Which lines below mention "Debug"? Pick each one out.

__________

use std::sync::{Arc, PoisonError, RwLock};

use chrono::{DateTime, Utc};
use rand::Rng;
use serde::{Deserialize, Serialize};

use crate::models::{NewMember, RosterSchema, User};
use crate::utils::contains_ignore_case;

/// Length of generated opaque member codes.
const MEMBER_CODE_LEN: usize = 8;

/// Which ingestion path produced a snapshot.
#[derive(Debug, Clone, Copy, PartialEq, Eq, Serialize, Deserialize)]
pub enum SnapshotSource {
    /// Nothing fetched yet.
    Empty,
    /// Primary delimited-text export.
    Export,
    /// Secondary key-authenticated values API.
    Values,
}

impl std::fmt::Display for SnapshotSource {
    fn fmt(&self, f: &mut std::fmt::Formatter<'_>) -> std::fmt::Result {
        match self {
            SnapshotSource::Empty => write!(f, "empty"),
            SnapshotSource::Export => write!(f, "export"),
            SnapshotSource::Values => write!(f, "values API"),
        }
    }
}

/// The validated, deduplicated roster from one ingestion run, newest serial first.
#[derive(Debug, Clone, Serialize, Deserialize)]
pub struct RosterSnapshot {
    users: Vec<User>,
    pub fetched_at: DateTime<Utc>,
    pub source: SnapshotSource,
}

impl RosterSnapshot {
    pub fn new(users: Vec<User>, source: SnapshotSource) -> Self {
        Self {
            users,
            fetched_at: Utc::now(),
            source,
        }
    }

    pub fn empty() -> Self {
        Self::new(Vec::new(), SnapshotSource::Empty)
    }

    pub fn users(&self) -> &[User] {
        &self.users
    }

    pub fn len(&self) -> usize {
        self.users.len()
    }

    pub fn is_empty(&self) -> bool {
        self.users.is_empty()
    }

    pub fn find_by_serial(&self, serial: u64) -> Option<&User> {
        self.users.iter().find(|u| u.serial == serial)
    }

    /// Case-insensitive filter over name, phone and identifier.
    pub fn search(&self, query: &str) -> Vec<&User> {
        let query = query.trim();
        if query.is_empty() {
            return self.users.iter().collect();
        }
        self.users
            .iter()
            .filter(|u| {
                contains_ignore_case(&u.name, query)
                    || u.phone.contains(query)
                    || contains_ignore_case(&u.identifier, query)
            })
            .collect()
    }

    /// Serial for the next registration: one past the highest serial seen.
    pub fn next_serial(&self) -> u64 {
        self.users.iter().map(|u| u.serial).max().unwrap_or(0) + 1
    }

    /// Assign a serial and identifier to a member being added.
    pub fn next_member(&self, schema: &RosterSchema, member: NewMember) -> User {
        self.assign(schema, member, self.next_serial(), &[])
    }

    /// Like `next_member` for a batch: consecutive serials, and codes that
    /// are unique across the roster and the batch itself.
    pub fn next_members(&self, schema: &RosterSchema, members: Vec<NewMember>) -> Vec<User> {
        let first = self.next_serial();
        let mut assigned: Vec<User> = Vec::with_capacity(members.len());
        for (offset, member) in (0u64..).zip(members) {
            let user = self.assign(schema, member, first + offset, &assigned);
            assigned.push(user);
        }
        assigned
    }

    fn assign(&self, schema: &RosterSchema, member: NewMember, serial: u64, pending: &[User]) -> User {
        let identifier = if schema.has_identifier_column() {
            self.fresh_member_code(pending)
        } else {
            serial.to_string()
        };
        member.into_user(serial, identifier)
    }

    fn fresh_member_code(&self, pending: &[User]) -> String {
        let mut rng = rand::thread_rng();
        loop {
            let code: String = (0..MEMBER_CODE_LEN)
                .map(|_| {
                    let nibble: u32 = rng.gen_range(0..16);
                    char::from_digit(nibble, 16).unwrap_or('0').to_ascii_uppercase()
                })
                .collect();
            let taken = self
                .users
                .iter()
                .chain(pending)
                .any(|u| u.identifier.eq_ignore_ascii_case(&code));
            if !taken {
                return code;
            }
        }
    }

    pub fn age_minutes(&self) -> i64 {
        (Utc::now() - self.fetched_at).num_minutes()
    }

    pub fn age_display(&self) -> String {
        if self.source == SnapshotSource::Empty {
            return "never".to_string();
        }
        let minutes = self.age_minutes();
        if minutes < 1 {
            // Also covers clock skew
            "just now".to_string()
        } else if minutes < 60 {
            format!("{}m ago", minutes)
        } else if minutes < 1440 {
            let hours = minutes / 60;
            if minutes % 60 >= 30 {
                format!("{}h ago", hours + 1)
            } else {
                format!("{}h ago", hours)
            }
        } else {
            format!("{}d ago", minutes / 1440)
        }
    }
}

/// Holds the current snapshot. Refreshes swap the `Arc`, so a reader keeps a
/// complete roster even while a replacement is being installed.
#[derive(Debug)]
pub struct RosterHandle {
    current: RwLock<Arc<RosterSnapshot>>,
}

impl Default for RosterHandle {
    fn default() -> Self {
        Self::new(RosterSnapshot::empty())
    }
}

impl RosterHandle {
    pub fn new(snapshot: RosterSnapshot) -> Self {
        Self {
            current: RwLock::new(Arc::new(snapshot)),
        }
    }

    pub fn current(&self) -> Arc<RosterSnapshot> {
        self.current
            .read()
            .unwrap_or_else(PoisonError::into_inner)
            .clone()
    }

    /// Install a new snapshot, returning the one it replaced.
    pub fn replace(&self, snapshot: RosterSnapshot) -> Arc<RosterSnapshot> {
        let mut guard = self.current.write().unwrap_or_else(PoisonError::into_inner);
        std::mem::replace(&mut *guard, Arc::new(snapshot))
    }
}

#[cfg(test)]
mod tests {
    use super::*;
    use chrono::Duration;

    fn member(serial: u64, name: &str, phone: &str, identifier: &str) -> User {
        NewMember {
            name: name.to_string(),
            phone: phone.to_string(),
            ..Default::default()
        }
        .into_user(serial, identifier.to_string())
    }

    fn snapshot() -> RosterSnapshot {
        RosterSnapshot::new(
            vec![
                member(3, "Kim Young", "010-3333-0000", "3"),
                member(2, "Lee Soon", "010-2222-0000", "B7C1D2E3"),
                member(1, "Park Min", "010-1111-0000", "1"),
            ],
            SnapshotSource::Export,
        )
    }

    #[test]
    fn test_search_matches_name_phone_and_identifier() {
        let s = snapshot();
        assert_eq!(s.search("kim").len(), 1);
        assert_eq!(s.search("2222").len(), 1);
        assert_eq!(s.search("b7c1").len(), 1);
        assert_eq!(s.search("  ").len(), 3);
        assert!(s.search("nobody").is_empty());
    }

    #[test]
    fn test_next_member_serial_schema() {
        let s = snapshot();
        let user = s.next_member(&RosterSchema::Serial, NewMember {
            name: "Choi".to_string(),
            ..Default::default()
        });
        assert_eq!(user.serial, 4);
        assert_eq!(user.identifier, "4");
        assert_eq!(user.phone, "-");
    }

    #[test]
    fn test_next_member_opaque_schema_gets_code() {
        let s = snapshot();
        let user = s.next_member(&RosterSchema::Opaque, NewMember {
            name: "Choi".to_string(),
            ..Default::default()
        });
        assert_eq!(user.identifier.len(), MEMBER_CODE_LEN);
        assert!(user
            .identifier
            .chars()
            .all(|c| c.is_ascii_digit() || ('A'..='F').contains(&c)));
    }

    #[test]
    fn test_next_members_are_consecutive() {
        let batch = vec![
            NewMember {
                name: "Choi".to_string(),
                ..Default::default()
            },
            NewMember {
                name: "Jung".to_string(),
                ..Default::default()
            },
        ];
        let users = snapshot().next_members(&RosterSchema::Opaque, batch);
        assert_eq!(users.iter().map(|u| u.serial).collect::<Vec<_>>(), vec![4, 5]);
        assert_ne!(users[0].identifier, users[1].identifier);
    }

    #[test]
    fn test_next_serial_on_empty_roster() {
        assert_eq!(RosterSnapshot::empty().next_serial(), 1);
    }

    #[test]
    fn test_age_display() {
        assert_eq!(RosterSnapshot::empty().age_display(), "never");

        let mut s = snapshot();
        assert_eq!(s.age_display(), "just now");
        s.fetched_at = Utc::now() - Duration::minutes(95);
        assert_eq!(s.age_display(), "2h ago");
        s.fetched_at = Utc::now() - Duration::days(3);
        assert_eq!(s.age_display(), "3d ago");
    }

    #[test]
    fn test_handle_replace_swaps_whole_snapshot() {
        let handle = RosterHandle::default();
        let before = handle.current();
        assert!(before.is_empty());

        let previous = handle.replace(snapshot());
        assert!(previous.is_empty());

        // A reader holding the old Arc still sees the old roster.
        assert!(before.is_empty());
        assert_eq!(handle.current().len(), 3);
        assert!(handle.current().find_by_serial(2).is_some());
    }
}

__________

ANSWER SECTION –
#[derive(Debug, Clone, Copy, PartialEq, Eq, Serialize, Deserialize)]
#[derive(Debug, Clone, Serialize, Deserialize)]
#[derive(Debug)]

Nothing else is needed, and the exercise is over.